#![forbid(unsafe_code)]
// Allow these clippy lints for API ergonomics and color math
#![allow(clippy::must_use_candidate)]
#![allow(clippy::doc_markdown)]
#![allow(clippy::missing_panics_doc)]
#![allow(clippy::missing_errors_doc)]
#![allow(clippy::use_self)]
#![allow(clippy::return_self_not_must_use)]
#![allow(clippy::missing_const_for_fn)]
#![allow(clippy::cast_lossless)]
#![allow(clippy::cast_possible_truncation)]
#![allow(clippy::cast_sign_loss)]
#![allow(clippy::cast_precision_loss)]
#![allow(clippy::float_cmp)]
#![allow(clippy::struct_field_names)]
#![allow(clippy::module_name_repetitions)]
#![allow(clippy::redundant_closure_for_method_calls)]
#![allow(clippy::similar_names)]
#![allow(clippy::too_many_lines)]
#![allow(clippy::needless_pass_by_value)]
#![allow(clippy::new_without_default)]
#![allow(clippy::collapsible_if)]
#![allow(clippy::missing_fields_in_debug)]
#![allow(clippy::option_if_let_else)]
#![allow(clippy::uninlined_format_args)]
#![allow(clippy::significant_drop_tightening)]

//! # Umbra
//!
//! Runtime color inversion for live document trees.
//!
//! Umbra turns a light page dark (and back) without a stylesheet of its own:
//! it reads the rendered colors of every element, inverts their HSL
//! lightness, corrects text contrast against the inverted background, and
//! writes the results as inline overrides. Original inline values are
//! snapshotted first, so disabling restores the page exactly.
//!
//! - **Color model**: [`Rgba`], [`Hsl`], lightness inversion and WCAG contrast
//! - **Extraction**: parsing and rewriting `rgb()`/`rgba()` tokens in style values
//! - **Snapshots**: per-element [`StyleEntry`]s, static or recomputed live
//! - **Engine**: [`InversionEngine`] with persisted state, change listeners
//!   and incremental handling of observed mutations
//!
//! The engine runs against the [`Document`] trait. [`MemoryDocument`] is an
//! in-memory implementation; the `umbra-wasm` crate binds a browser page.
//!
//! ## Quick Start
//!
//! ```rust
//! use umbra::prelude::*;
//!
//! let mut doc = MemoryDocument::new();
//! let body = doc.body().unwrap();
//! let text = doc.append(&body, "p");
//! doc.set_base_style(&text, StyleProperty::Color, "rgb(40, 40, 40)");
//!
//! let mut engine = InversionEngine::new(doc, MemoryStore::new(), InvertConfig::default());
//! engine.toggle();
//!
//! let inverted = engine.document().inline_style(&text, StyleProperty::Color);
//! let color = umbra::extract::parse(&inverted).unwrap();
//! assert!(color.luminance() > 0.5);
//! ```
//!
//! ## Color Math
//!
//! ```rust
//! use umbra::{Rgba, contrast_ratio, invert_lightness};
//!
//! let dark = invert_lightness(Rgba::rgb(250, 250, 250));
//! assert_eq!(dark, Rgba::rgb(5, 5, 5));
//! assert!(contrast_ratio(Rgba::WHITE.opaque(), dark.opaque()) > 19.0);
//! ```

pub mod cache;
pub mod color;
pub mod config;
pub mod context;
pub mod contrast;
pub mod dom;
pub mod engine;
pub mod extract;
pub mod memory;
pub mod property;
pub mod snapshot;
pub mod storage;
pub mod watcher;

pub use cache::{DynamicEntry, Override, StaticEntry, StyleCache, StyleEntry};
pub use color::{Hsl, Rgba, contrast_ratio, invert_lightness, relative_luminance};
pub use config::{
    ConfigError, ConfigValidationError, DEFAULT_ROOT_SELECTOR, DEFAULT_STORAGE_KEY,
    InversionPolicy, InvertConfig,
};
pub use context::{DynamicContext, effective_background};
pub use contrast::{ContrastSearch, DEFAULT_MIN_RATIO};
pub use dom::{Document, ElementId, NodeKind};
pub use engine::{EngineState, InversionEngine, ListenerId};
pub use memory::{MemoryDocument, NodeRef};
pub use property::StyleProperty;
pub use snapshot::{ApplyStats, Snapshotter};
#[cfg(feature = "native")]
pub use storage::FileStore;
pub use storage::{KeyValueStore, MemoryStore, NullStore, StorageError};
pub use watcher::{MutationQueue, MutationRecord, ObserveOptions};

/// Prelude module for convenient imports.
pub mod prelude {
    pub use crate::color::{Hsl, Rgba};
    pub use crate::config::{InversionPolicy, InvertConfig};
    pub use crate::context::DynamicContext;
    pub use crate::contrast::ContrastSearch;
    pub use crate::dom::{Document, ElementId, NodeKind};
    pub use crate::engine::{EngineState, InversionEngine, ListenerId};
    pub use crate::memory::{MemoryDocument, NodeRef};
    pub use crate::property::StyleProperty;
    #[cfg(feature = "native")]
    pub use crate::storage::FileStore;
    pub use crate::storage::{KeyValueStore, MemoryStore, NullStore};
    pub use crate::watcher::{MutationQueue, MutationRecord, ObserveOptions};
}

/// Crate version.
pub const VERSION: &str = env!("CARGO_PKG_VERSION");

* * *

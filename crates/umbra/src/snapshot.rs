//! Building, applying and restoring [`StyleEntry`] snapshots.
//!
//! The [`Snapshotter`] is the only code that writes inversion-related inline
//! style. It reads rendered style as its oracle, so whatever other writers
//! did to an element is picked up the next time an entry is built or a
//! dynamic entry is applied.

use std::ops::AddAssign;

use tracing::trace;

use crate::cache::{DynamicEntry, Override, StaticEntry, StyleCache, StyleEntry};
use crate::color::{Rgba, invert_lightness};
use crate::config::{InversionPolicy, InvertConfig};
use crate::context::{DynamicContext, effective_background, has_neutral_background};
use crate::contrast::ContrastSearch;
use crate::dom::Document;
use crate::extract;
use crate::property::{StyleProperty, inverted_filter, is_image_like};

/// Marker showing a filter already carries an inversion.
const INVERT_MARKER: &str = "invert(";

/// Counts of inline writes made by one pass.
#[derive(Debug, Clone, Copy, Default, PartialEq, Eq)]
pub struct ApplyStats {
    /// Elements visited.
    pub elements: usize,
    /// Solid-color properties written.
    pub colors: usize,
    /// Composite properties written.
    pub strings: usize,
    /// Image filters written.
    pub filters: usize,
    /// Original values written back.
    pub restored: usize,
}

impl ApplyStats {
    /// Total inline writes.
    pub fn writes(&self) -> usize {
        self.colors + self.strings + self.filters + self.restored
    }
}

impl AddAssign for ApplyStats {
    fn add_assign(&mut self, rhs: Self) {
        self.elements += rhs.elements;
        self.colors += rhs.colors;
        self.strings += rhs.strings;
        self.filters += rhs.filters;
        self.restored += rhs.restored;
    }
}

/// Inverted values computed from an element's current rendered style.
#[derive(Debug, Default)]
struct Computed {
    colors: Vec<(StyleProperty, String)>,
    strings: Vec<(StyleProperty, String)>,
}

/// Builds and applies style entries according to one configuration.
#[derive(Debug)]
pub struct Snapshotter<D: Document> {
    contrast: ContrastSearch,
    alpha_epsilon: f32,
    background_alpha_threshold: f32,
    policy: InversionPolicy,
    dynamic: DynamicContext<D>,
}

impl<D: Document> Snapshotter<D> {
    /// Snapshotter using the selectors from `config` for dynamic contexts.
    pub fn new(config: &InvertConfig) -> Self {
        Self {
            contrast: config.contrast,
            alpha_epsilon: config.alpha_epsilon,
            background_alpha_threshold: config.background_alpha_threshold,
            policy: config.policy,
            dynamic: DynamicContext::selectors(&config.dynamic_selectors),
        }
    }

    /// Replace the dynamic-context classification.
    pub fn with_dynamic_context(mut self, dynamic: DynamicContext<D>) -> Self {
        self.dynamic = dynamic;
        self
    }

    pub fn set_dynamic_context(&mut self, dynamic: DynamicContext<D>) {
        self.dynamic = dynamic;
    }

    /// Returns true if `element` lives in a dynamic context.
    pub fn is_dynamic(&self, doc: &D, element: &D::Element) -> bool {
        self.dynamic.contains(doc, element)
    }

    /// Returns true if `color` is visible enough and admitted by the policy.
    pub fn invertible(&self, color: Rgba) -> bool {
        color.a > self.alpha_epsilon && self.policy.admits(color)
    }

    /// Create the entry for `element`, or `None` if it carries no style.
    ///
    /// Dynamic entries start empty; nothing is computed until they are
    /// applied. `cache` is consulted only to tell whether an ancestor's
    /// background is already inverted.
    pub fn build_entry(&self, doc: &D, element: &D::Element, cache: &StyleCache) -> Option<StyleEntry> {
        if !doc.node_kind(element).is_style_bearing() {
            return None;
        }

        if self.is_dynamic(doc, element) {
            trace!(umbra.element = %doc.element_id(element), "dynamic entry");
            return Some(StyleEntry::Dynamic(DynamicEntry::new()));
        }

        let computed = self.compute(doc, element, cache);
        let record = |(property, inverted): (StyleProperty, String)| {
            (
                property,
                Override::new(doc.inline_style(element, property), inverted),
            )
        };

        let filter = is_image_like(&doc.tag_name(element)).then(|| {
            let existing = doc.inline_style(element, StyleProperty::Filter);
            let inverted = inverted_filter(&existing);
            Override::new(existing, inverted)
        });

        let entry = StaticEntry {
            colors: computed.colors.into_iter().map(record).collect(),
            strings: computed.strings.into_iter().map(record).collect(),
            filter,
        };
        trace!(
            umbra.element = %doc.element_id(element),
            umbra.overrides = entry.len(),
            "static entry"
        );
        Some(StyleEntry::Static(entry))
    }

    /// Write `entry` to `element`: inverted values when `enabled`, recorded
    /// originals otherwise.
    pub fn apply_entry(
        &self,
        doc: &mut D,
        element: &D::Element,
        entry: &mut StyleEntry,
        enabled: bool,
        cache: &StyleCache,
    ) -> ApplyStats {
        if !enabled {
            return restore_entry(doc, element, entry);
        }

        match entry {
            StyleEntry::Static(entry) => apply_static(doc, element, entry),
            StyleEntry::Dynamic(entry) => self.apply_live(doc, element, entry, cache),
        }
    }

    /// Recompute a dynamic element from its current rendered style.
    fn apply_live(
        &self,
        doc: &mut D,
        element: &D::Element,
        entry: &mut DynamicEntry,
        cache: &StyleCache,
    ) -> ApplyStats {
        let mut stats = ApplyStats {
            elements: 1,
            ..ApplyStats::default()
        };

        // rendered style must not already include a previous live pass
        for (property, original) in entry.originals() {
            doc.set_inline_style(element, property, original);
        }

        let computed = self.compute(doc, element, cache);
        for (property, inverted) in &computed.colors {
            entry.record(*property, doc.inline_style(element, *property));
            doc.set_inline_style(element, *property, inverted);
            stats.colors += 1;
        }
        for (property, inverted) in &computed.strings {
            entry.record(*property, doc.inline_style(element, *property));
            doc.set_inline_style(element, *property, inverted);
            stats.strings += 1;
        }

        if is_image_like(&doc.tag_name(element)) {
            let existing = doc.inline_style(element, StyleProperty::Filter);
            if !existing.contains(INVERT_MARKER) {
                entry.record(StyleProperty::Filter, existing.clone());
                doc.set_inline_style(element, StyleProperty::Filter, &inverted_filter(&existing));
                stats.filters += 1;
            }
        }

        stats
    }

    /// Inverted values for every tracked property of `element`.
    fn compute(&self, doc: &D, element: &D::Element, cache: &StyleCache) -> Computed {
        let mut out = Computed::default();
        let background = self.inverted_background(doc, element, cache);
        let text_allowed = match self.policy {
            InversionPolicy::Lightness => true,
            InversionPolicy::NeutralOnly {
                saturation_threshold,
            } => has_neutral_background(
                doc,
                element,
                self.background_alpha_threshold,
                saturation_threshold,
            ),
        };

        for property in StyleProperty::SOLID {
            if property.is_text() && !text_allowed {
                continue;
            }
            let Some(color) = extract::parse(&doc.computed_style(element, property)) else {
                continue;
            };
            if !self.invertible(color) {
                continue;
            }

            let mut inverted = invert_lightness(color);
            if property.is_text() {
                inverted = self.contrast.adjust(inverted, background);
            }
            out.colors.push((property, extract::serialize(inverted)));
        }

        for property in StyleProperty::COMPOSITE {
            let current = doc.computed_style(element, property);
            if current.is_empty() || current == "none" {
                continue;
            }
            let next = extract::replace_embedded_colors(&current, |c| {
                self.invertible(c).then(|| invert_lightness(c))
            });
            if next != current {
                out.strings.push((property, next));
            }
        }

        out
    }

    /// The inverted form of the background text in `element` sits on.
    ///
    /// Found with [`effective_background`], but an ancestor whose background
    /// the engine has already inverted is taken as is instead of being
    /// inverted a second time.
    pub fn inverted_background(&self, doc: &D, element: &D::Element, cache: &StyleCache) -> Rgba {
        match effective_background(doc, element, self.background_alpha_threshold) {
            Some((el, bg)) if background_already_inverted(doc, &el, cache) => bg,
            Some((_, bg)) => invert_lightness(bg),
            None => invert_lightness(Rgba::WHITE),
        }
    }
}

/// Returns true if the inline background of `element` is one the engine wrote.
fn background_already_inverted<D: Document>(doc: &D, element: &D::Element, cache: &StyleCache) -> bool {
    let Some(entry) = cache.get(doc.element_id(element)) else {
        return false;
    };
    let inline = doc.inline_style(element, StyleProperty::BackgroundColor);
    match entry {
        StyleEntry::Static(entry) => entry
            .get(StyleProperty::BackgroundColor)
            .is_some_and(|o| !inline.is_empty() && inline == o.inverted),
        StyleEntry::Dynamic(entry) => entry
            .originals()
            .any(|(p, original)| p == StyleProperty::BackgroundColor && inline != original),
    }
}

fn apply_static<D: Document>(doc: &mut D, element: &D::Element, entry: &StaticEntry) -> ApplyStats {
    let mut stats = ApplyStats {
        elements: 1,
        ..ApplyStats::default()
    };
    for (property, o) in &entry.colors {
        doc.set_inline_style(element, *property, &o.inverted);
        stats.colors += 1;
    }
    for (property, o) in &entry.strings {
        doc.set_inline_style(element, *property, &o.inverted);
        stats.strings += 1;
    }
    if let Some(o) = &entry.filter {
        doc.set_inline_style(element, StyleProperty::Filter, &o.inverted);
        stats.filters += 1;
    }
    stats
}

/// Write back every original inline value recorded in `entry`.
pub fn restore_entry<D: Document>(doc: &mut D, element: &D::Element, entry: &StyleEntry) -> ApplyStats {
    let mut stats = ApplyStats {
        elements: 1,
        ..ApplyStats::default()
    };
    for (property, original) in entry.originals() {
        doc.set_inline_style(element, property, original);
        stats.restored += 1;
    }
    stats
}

...

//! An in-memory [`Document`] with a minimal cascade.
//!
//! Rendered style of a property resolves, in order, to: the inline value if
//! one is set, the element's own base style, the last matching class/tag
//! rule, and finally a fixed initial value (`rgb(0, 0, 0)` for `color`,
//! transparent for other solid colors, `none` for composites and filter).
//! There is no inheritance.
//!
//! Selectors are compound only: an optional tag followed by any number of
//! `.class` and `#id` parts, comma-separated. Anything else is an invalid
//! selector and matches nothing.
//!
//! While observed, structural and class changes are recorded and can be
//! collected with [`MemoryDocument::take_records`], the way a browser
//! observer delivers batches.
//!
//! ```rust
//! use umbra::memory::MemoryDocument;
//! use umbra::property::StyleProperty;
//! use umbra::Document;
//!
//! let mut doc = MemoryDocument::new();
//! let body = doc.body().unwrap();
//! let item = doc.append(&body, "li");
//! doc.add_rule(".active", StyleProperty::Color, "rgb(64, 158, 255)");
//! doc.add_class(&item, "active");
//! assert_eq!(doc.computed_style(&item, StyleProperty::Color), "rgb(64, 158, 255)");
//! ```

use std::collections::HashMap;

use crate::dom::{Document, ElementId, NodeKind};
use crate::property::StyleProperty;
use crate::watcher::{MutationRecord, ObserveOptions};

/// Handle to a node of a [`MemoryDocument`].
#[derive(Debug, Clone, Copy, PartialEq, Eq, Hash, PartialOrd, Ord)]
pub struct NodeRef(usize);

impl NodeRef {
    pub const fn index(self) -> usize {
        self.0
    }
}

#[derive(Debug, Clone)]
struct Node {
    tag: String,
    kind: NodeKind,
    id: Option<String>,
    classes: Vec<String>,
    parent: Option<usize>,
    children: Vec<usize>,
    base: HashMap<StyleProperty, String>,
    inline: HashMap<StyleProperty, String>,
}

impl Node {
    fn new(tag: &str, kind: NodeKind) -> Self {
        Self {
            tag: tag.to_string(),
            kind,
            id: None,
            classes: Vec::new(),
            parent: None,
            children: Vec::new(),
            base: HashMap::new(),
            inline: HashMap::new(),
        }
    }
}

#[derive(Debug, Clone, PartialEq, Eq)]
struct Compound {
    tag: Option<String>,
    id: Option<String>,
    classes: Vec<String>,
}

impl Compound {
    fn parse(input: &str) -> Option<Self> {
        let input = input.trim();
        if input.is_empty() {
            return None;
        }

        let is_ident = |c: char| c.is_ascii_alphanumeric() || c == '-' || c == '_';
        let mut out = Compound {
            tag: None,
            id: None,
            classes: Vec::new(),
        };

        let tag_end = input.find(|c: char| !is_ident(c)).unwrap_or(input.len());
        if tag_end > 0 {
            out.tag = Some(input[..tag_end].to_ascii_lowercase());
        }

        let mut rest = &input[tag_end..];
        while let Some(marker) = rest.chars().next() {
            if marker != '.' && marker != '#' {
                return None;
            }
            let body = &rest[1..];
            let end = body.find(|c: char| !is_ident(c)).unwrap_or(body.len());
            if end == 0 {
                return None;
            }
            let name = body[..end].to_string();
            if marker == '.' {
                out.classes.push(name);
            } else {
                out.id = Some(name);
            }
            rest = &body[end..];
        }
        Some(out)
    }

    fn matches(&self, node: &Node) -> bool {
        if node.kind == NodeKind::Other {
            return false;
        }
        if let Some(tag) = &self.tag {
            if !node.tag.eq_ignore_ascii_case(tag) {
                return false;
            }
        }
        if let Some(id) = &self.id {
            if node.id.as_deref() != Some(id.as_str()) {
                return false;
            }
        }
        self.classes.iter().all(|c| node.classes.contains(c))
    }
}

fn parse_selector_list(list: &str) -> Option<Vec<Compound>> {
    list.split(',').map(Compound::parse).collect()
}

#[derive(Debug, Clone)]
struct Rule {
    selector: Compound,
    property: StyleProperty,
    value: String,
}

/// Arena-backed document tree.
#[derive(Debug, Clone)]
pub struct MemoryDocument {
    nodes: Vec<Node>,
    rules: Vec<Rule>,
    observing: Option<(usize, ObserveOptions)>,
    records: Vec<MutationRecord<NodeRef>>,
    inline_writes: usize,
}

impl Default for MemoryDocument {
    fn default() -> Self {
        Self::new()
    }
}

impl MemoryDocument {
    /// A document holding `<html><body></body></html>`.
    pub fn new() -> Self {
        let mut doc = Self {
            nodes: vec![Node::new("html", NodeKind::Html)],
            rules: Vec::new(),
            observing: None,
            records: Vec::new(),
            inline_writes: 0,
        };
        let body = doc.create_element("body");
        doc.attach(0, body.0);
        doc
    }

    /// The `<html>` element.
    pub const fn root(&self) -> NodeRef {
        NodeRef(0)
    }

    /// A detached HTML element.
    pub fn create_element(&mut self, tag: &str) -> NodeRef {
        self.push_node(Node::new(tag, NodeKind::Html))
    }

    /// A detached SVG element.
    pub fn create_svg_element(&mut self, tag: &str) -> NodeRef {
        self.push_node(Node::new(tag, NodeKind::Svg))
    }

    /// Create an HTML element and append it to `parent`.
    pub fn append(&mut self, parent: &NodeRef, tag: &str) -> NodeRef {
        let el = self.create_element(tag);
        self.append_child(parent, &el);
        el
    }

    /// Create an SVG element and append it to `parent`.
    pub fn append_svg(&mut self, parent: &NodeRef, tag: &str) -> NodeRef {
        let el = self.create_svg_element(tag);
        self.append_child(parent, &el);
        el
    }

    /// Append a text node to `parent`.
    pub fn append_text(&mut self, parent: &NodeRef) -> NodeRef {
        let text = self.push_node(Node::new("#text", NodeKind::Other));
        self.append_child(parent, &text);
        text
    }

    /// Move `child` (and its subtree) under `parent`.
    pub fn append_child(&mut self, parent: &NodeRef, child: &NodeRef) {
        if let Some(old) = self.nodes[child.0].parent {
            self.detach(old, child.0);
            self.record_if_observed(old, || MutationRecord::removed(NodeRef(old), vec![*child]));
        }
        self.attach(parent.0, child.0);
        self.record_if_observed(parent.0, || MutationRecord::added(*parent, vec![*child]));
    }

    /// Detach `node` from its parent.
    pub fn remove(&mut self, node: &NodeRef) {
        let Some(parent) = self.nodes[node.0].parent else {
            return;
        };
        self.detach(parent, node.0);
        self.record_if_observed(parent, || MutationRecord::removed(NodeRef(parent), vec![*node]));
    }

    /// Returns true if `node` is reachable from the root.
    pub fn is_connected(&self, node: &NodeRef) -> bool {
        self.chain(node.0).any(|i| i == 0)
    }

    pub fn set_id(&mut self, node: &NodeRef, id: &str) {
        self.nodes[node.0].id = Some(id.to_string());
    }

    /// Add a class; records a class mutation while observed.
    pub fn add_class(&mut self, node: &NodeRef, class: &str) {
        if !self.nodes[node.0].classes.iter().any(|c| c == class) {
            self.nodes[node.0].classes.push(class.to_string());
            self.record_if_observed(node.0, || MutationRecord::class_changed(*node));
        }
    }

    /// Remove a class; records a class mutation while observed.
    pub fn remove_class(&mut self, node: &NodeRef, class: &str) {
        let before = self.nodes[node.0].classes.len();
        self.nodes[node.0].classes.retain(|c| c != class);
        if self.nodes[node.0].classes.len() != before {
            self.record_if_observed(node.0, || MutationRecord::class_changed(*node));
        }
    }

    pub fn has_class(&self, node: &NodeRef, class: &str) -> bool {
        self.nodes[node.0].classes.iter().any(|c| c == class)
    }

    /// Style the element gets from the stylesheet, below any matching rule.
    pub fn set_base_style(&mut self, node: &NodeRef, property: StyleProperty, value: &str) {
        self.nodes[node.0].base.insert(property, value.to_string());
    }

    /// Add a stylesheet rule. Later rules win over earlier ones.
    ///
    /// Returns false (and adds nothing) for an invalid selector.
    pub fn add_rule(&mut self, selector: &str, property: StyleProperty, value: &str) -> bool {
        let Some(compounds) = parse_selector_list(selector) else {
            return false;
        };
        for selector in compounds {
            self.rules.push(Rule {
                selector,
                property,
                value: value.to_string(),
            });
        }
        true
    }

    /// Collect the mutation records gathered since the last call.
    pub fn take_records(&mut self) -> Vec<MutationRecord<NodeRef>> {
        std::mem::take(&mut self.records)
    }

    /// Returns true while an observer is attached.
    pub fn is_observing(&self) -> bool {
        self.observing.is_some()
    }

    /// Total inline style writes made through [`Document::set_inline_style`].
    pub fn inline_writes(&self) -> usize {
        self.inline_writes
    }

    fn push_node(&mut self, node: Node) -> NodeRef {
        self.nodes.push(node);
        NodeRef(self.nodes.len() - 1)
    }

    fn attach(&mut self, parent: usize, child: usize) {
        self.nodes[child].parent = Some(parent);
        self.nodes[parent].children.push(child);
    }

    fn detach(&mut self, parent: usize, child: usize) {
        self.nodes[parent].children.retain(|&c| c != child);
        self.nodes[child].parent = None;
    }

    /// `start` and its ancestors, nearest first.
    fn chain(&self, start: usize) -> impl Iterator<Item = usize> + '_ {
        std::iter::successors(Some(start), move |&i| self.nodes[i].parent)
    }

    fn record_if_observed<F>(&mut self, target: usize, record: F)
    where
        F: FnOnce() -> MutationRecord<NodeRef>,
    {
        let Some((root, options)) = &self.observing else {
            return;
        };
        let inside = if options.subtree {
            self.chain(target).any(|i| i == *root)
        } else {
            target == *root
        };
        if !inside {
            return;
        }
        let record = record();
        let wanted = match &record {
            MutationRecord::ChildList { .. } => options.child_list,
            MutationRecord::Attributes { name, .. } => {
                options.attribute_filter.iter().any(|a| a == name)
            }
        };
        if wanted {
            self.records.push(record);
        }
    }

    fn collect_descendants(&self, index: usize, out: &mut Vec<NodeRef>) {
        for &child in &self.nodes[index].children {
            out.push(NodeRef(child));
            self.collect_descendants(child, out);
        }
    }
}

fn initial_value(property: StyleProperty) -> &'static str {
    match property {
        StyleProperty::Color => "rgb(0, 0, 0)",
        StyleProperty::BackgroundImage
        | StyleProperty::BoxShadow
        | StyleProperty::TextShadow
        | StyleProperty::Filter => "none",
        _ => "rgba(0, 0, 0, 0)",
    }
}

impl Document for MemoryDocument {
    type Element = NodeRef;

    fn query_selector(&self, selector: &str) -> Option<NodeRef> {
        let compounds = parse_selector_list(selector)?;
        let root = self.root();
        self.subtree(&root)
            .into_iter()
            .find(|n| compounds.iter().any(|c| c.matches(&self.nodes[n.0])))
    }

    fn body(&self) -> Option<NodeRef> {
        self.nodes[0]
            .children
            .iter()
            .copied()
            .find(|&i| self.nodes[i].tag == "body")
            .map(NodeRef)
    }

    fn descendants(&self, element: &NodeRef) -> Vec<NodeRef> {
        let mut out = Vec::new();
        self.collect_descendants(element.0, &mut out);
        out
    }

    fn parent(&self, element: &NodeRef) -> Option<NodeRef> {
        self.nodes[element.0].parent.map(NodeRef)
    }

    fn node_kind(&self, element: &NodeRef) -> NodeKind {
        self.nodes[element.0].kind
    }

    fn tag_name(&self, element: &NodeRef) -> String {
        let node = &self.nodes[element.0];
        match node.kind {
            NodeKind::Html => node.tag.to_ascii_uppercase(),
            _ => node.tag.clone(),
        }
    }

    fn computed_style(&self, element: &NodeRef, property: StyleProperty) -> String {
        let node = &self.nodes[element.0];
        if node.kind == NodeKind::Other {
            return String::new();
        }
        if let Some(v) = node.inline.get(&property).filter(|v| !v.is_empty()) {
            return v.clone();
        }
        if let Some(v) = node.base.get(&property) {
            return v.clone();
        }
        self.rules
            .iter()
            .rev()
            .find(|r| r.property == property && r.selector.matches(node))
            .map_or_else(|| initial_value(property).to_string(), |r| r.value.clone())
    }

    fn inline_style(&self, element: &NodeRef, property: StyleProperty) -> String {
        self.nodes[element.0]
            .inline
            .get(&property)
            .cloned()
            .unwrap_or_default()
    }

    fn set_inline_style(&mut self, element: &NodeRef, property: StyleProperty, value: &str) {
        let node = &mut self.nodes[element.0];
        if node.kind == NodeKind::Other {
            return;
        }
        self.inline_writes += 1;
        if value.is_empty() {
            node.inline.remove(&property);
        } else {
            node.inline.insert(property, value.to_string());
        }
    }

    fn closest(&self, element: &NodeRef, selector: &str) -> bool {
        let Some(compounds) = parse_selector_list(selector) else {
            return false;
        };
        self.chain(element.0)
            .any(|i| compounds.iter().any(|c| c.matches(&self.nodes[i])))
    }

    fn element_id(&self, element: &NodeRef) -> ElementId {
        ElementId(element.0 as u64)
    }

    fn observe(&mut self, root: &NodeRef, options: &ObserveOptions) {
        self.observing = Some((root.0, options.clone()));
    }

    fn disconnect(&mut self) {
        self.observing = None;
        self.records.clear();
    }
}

→ TASK TO COMPLETE:
Given the records above, return exactly the lines starting at the line containing "pub use crate::contrast::ContrastSearch;" and ending at the line containing "pub const VERSION: &str", including both.

→ SOLUTION:
    pub use crate::contrast::ContrastSearch;
    pub use crate::dom::{Document, ElementId, NodeKind};
    pub use crate::engine::{EngineState, InversionEngine, ListenerId};
    pub use crate::memory::{MemoryDocument, NodeRef};
    pub use crate::property::StyleProperty;
    #[cfg(feature = "native")]
    pub use crate::storage::FileStore;
    pub use crate::storage::{KeyValueStore, MemoryStore, NullStore};
    pub use crate::watcher::{MutationQueue, MutationRecord, ObserveOptions};
}

/// Crate version.
pub const VERSION: &str = env!("CARGO_PKG_VERSION");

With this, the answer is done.